Reem: Yeah. So I think, in regard to that, that when you talk about like natural language processing, now you’re thinking about different topics that you can touch upon. Like, for example, the differences between translation and vectorization. For specific topics, you might need literalization more than translation. And when we previously mentioned the sentiment analysis, you might not be interested in like, just classifying any sentence or any posts into neutral, positive or negative, maybe now you might think of like, in that positive, how positive is it like 100%, positive 70% positive, which might increase the horizon, in that topic, specifically. So now, instead of not only looking at three categories of sentiment, now you want to increase your thoughts, and maybe upgrade it to 10. Or maybe, maybe you can think of it as a ranking system, where you do not want only to look at the sentiment as these three very rigid boxes, you want to allow some kind of interfering between these boxes. And also, as I mentioned earlier, like topic classification is very interesting.
Because imagine if we’re now like, if you’re a journalist, and you have like, a huge pile of old topics, or like, let’s say articles that you’ve written, and you want to classify them, you could either choose to do it manually, which will take a lot of time. Or you could actually just apply a machine learning model, and use that to classify all these articles into different categories, political, sport, related, religious related, and whatever topics that you’re interested in. So those are some of the topics that I feel like they are more interested. Interesting, to me, at least at this point. And I would love to learn more about how can I like make improvements on the, like, available models to get to like higher accuracy, and to reach that, like, very, the nice state of the art models that will allow you to do all of this .
James: Awesome. That’s it, you know what this whole conversation has made me really excited about data science, and I’m kind of going, I need to go back to school, it’s too late, I need to go back to school, because this just seems really, it’s a really interesting, it’s really applicable. And see, it’s really needed. So this is it’s, you know, it’s all three, it’s fantastic.

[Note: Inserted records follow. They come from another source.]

//! Shared types used across the codebase

use serde::{Deserialize, Serialize};
use serde_json::Value;

/// Uniform failure shape returned by the gateway and understood by the client.
#[derive(Debug, Clone, PartialEq, Eq, Serialize, Deserialize)]
pub struct ErrorEnvelope {
    pub error: String,
    #[serde(default, skip_serializing_if = "Option::is_none")]
    pub message: Option<String>,
}

impl ErrorEnvelope {
    pub fn new(error: impl Into<String>) -> Self {
        Self {
            error: error.into(),
            message: None,
        }
    }

    pub fn with_message(error: impl Into<String>, message: impl Into<String>) -> Self {
        Self {
            error: error.into(),
            message: Some(message.into()),
        }
    }

    /// Read a failed response body as an envelope.
    ///
    /// Backends answer failures in several shapes (`{error}`, `{message}`,
    /// `{error: true, message}`, plain text). The `error` string falls back
    /// from the body's `error` string to its `message` string to the HTTP
    /// reason phrase.
    pub fn from_response_body(status: u16, body: &[u8]) -> Self {
        let reason = canonical_reason(status);

        let parsed: Option<Value> = serde_json::from_slice(body).ok();
        if let Some(Value::Object(obj)) = parsed {
            let error = obj.get("error").and_then(Value::as_str).map(str::to_string);
            let message = obj.get("message").and_then(Value::as_str).map(str::to_string);

            return match (error, message) {
                (Some(error), message) => Self { error, message },
                (None, Some(message)) => Self::with_message(message.clone(), message),
                (None, None) => Self::new(reason),
            };
        }

        let text = String::from_utf8_lossy(body).trim().to_string();
        if text.is_empty() {
            Self::new(reason)
        } else {
            Self::with_message(reason, text)
        }
    }

    /// Single line for logs and terminal output.
    pub fn display_message(&self) -> String {
        match &self.message {
            Some(message) if message != &self.error => format!("{}: {}", self.error, message),
            _ => self.error.clone(),
        }
    }
}

impl std::fmt::Display for ErrorEnvelope {
    fn fmt(&self, f: &mut std::fmt::Formatter<'_>) -> std::fmt::Result {
        write!(f, "{}", self.display_message())
    }
}

fn canonical_reason(status: u16) -> String {
    reqwest::StatusCode::from_u16(status)
        .ok()
        .and_then(|s| s.canonical_reason())
        .unwrap_or("Request failed")
        .to_string()
}
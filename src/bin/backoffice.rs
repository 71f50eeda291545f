use clap::Parser;
use tracing_subscriber::EnvFilter;

use backoffice_gateway::cli::Cli;

#[tokio::main]
async fn main() -> anyhow::Result<()> {
    // Quiet by default so command output stays clean; RUST_LOG turns it up
    tracing_subscriber::fmt()
        .with_env_filter(EnvFilter::try_from_default_env().unwrap_or_else(|_| EnvFilter::new("warn")))
        .with_writer(std::io::stderr)
        .init();

    let cli = Cli::parse();

    if let Err(e) = backoffice_gateway::cli::run(cli).await {
        match std::env::var("CLI_VERBOSE").as_deref() {
            Ok("true") | Ok("1") => eprintln!("Error: {e:?}"),
            _ => eprintln!("Error: {e}"),
        }
        std::process::exit(1);
    }

    Ok(())
}
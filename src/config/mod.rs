use once_cell::sync::OnceCell;
use serde::{Deserialize, Serialize};
use std::env;
use thiserror::Error;
use url::Url;

/// Resources the gateway forwards when `GATEWAY_RESOURCES` is not set.
pub const DEFAULT_RESOURCES: &[&str] = &[
    "auth",
    "users",
    "roles",
    "organizations",
    "works",
    "suppliers",
    "employees",
    "payroll",
    "cashboxes",
    "documents",
    "audit",
    "dashboard",
];

#[derive(Debug, Clone, Serialize, Deserialize)]
pub struct AppConfig {
    pub environment: Environment,
    pub server: ServerConfig,
    pub gateway: GatewayConfig,
    pub security: SecurityConfig,
}

#[derive(Debug, Clone, Copy, PartialEq, Eq, Serialize, Deserialize)]
pub enum Environment {
    Development,
    Staging,
    Production,
}

#[derive(Debug, Clone, Serialize, Deserialize)]
pub struct ServerConfig {
    pub bind_host: String,
    pub port: u16,
}

#[derive(Debug, Clone, Serialize, Deserialize)]
pub struct GatewayConfig {
    pub backend_origin: Url,
    /// Allowed first path segments under `/api`. `*` allows any.
    pub resources: Vec<String>,
    pub max_request_size_bytes: usize,
    pub health_timeout_secs: u64,
}

#[derive(Debug, Clone, Serialize, Deserialize)]
pub struct SecurityConfig {
    pub enable_cors: bool,
    pub cors_origins: Vec<String>,
}

#[derive(Debug, Error)]
pub enum ConfigError {
    #[error("BACKEND_API_URL is not set; the gateway has no backend origin to forward to")]
    MissingBackendOrigin,

    #[error("BACKEND_API_URL '{value}' is invalid: {reason}")]
    InvalidBackendOrigin { value: String, reason: String },
}

impl AppConfig {
    /// Build the configuration from the process environment.
    ///
    /// Fails when the backend origin is missing or malformed instead of
    /// silently pointing the gateway at a default host.
    pub fn from_env() -> Result<Self, ConfigError> {
        let environment = match env::var("APP_ENV").as_deref() {
            Ok("production") | Ok("prod") => Environment::Production,
            Ok("staging") | Ok("stage") => Environment::Staging,
            _ => Environment::Development,
        };

        let raw_origin = env::var("BACKEND_API_URL")
            .ok()
            .filter(|v| !v.trim().is_empty())
            .ok_or(ConfigError::MissingBackendOrigin)?;
        let backend_origin = parse_backend_origin(&raw_origin)?;

        let config = match environment {
            Environment::Production => Self::production(backend_origin),
            Environment::Staging => Self::staging(backend_origin),
            Environment::Development => Self::development(backend_origin),
        };

        Ok(config.with_env_overrides())
    }

    fn with_env_overrides(mut self) -> Self {
        // Server overrides
        if let Ok(v) = env::var("GATEWAY_BIND_HOST") {
            self.server.bind_host = v;
        }
        if let Some(port) = env::var("GATEWAY_PORT")
            .ok()
            .or_else(|| env::var("PORT").ok())
            .and_then(|s| s.parse::<u16>().ok())
        {
            self.server.port = port;
        }

        // Gateway overrides
        if let Ok(v) = env::var("GATEWAY_RESOURCES") {
            let resources = split_list(&v);
            if !resources.is_empty() {
                self.gateway.resources = resources;
            }
        }
        if let Ok(v) = env::var("GATEWAY_MAX_REQUEST_SIZE_BYTES") {
            self.gateway.max_request_size_bytes = v.parse().unwrap_or(self.gateway.max_request_size_bytes);
        }
        if let Ok(v) = env::var("GATEWAY_HEALTH_TIMEOUT_SECS") {
            self.gateway.health_timeout_secs = v.parse().unwrap_or(self.gateway.health_timeout_secs);
        }

        // Security overrides
        if let Ok(v) = env::var("SECURITY_ENABLE_CORS") {
            self.security.enable_cors = v.parse().unwrap_or(self.security.enable_cors);
        }
        if let Ok(v) = env::var("SECURITY_CORS_ORIGINS") {
            self.security.cors_origins = split_list(&v);
        }

        self
    }

    pub fn development(backend_origin: Url) -> Self {
        Self {
            environment: Environment::Development,
            server: ServerConfig {
                bind_host: "127.0.0.1".to_string(),
                port: 3000,
            },
            gateway: GatewayConfig {
                backend_origin,
                resources: default_resources(),
                max_request_size_bytes: 25 * 1024 * 1024, // 25MB, document uploads
                health_timeout_secs: 5,
            },
            security: SecurityConfig {
                enable_cors: false,
                cors_origins: vec!["http://localhost:5173".to_string()],
            },
        }
    }

    pub fn staging(backend_origin: Url) -> Self {
        Self {
            environment: Environment::Staging,
            server: ServerConfig {
                bind_host: "0.0.0.0".to_string(),
                port: 3000,
            },
            gateway: GatewayConfig {
                backend_origin,
                resources: default_resources(),
                max_request_size_bytes: 15 * 1024 * 1024,
                health_timeout_secs: 3,
            },
            security: SecurityConfig {
                enable_cors: false,
                cors_origins: Vec::new(),
            },
        }
    }

    pub fn production(backend_origin: Url) -> Self {
        Self {
            environment: Environment::Production,
            server: ServerConfig {
                bind_host: "0.0.0.0".to_string(),
                port: 3000,
            },
            gateway: GatewayConfig {
                backend_origin,
                resources: default_resources(),
                max_request_size_bytes: 10 * 1024 * 1024,
                health_timeout_secs: 2,
            },
            security: SecurityConfig {
                enable_cors: false,
                cors_origins: Vec::new(),
            },
        }
    }

    pub fn bind_addr(&self) -> String {
        format!("{}:{}", self.server.bind_host, self.server.port)
    }
}

impl GatewayConfig {
    pub fn allows_resource(&self, resource: &str) -> bool {
        !resource.is_empty() && self.resources.iter().any(|r| r == "*" || r == resource)
    }

    /// Backend origin as a string with no trailing slash, ready for path joins.
    pub fn origin_base(&self) -> &str {
        self.backend_origin.as_str().trim_end_matches('/')
    }
}

/// Validate an origin string: must be an absolute http(s) URL with a host.
pub fn parse_backend_origin(raw: &str) -> Result<Url, ConfigError> {
    let invalid = |reason: String| ConfigError::InvalidBackendOrigin {
        value: raw.to_string(),
        reason,
    };

    let url = Url::parse(raw.trim()).map_err(|e| invalid(e.to_string()))?;
    if !matches!(url.scheme(), "http" | "https") {
        return Err(invalid(format!("unsupported scheme '{}'", url.scheme())));
    }
    if url.host_str().is_none() {
        return Err(invalid("missing host".to_string()));
    }
    if url.query().is_some() || url.fragment().is_some() {
        return Err(invalid("origin must not carry a query or fragment".to_string()));
    }
    Ok(url)
}

fn default_resources() -> Vec<String> {
    DEFAULT_RESOURCES.iter().map(|s| s.to_string()).collect()
}

fn split_list(raw: &str) -> Vec<String> {
    raw.split(',')
        .map(|s| s.trim().to_string())
        .filter(|s| !s.is_empty())
        .collect()
}

// Global config - set once at startup by the gateway binary
static CONFIG: OnceCell<AppConfig> = OnceCell::new();

/// Load the configuration from the environment and install it globally.
/// Later calls return the already-installed value.
pub fn init() -> Result<&'static AppConfig, ConfigError> {
    CONFIG.get_or_try_init(AppConfig::from_env)
}
use serde::Serialize;

use super::ClientError;
use crate::types::ErrorEnvelope;

/// Loading / error / data triple for one fetch.
#[derive(Debug, Clone, PartialEq, Serialize)]
#[serde(tag = "state", content = "value", rename_all = "lowercase")]
pub enum FetchState<T> {
    Loading,
    Failed(ErrorEnvelope),
    Ready(T),
}

impl<T> Default for FetchState<T> {
    fn default() -> Self {
        FetchState::Loading
    }
}

impl<T> FetchState<T> {
    pub fn is_loading(&self) -> bool {
        matches!(self, FetchState::Loading)
    }

    pub fn data(&self) -> Option<&T> {
        match self {
            FetchState::Ready(data) => Some(data),
            _ => None,
        }
    }

    pub fn error(&self) -> Option<&ErrorEnvelope> {
        match self {
            FetchState::Failed(envelope) => Some(envelope),
            _ => None,
        }
    }

    pub fn map<U>(self, f: impl FnOnce(T) -> U) -> FetchState<U> {
        match self {
            FetchState::Loading => FetchState::Loading,
            FetchState::Failed(envelope) => FetchState::Failed(envelope),
            FetchState::Ready(data) => FetchState::Ready(f(data)),
        }
    }
}

impl<T> From<Result<T, ClientError>> for FetchState<T> {
    fn from(result: Result<T, ClientError>) -> Self {
        match result {
            Ok(data) => FetchState::Ready(data),
            Err(e) => FetchState::Failed(e.to_envelope()),
        }
    }
}
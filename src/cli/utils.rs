use std::io::{self, BufRead, Read, Write};

use serde_json::{json, Value};

use crate::cli::OutputFormat;

/// Output a success message in the appropriate format
pub fn output_success(
    output_format: &OutputFormat,
    message: &str,
    data: Option<Value>,
) -> anyhow::Result<()> {
    match output_format {
        OutputFormat::Json => {
            let mut response = json!({
                "success": true,
                "message": message
            });

            if let (Some(Value::Object(extra)), Some(target)) = (data, response.as_object_mut()) {
                target.extend(extra);
            }

            println!("{}", serde_json::to_string_pretty(&response)?);
        }
        OutputFormat::Text => {
            println!("✓ {}", message);
        }
    }
    Ok(())
}

/// Output an error message in the appropriate format
pub fn output_error(
    output_format: &OutputFormat,
    message: &str,
    error_code: Option<&str>,
) -> anyhow::Result<()> {
    match output_format {
        OutputFormat::Json => {
            let mut response = json!({
                "success": false,
                "error": message
            });

            if let Some(code) = error_code {
                response["error_code"] = json!(code);
            }

            println!("{}", serde_json::to_string_pretty(&response)?);
        }
        OutputFormat::Text => {
            eprintln!("Error: {}", message);
        }
    }
    Ok(())
}

/// Print a backend payload: pretty JSON in both formats, bare strings unquoted in text mode.
pub fn output_value(output_format: &OutputFormat, value: &Value) -> anyhow::Result<()> {
    match (output_format, value) {
        (OutputFormat::Text, Value::String(s)) => println!("{}", s),
        (OutputFormat::Text, Value::Null) => println!("(empty response)"),
        _ => println!("{}", serde_json::to_string_pretty(value)?),
    }
    Ok(())
}

/// Print labelled fields in text mode, or the whole object in JSON mode.
pub fn output_fields(
    output_format: &OutputFormat,
    key: &str,
    fields: &[(&str, String)],
) -> anyhow::Result<()> {
    match output_format {
        OutputFormat::Json => {
            let object: serde_json::Map<String, Value> = fields
                .iter()
                .map(|(label, value)| (label.to_string(), json!(value)))
                .collect();
            println!("{}", serde_json::to_string_pretty(&json!({ key: object }))?);
        }
        OutputFormat::Text => {
            let width = fields.iter().map(|(label, _)| label.len()).max().unwrap_or(0);
            for (label, value) in fields {
                println!("{:width$}  {}", label, value, width = width);
            }
        }
    }
    Ok(())
}

/// Read a JSON document from stdin for create/update commands.
pub fn read_stdin_json() -> anyhow::Result<Value> {
    let mut input = String::new();
    io::stdin().read_to_string(&mut input)?;

    if input.trim().is_empty() {
        return Err(anyhow::anyhow!("Expected a JSON body on stdin"));
    }

    serde_json::from_str(&input).map_err(|e| anyhow::anyhow!("Invalid JSON on stdin: {}", e))
}

/// Ask for a password on the terminal. Input is read as a plain line.
pub fn prompt_password() -> anyhow::Result<String> {
    eprint!("Password: ");
    io::stderr().flush()?;

    let mut line = String::new();
    io::stdin().lock().read_line(&mut line)?;
    let password = line.trim_end_matches(['\r', '\n']).to_string();

    if password.is_empty() {
        return Err(anyhow::anyhow!("Password is required"));
    }
    Ok(password)
}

Reem: Definitely, it’s very easy nowadays, like to go online, and then just surf the internet to find what are the most useful resources for you. You can find them in all different formats, articles, videos, audio books, and even podcasts. There are many, many resources that you can rely upon to increase your knowledge in that domain. And nowadays, everything becomes like very easy to call, everything is building. If you want to start from like building an application tonight in 10 lines of codes that are understandable to you, in a very high high language, like the language that we use now to speak, use very small phrases to call specific functions, and it does what you want.
James: Reem, thank you very much. This has been a lot of fun, really enjoyable. And I look forward to having more conversations with you about this whole process and how it becomes important.
Paul, we’ve done it again. Another interesting conversation, we’ve opened more doors and and I like to think that the process of having these conversations is just bringing this whole subject matter this whole topic, a little bit closer to everyone so that they can make better decisions, when it comes to how they’re dealing with data, and ultimately, how they’re going to get insight from it.
Paul: Yeah, and that’s the aim! That’s that’s exactly it. And the more that people realize that the world around them doesn’t necessarily this isn’t just for big business. It’s for everybody, then, like they’ve discussed many times before, the better. The adoption, the better. We can bring everything together and the more people get helped, so it’s great.
James: On that note, I’m James Piecowye.
Paul: I’m Paul Kelly.
Reem: I’m Reem Elmahdi, thank you for having me.
James: And this is ‘Know your audience!’